## REQUIREMENT
Set down all the data again. Change nothing.

## INPUT DATA
++++++++++

//! Generate operation - run or preview a feature plan.

use std::path::Path;

use eyre::{Context, Result};
use hatchling_config::Config;
use hatchling_core::{FileSystem, Names};
use hatchling_generator::{Kind, Project, features};

use crate::reports::{GenerateReport, GenerateResult};

/// Options for the generate operation.
pub struct GenerateOptions {
    /// Whether to print the plan without running it.
    pub dry_run: bool,
}

/// Execute the generate operation.
///
/// Builds the plan for `kind` against the project at `base`, then either
/// runs it or returns its steps for preview.
pub fn generate(
    fs: &dyn FileSystem,
    base: &Path,
    config: Config,
    kind: Kind,
    names: &Names,
    opts: GenerateOptions,
) -> Result<GenerateReport> {
    let project = Project::new(fs, base, config);
    let plan = features::plan(kind, &project, names);

    let result = if opts.dry_run {
        GenerateResult::Planned(plan.steps().map(|step| step.to_string()).collect())
    } else {
        let records = plan.run(&project).wrap_err_with(|| {
            format!("Failed to generate {} '{}'", plan.kind, plan.names.kebab)
        })?;
        GenerateResult::Applied(records)
    };

    Ok(GenerateReport {
        kind: plan.kind,
        name: plan.names.kebab,
        result,
    })
}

++++++++++

## EXERCISE RESULT
//! Generate operation - run or preview a feature plan.

use std::path::Path;

use eyre::{Context, Result};
use hatchling_config::Config;
use hatchling_core::{FileSystem, Names};
use hatchling_generator::{Kind, Project, features};

use crate::reports::{GenerateReport, GenerateResult};

/// Options for the generate operation.
pub struct GenerateOptions {
    /// Whether to print the plan without running it.
    pub dry_run: bool,
}

/// Execute the generate operation.
///
/// Builds the plan for `kind` against the project at `base`, then either
/// runs it or returns its steps for preview.
pub fn generate(
    fs: &dyn FileSystem,
    base: &Path,
    config: Config,
    kind: Kind,
    names: &Names,
    opts: GenerateOptions,
) -> Result<GenerateReport> {
    let project = Project::new(fs, base, config);
    let plan = features::plan(kind, &project, names);

    let result = if opts.dry_run {
        GenerateResult::Planned(plan.steps().map(|step| step.to_string()).collect())
    } else {
        let records = plan.run(&project).wrap_err_with(|| {
            format!("Failed to generate {} '{}'", plan.kind, plan.names.kebab)
        })?;
        GenerateResult::Applied(records)
    };

    Ok(GenerateReport {
        kind: plan.kind,
        name: plan.names.kebab,
        result,
    })
}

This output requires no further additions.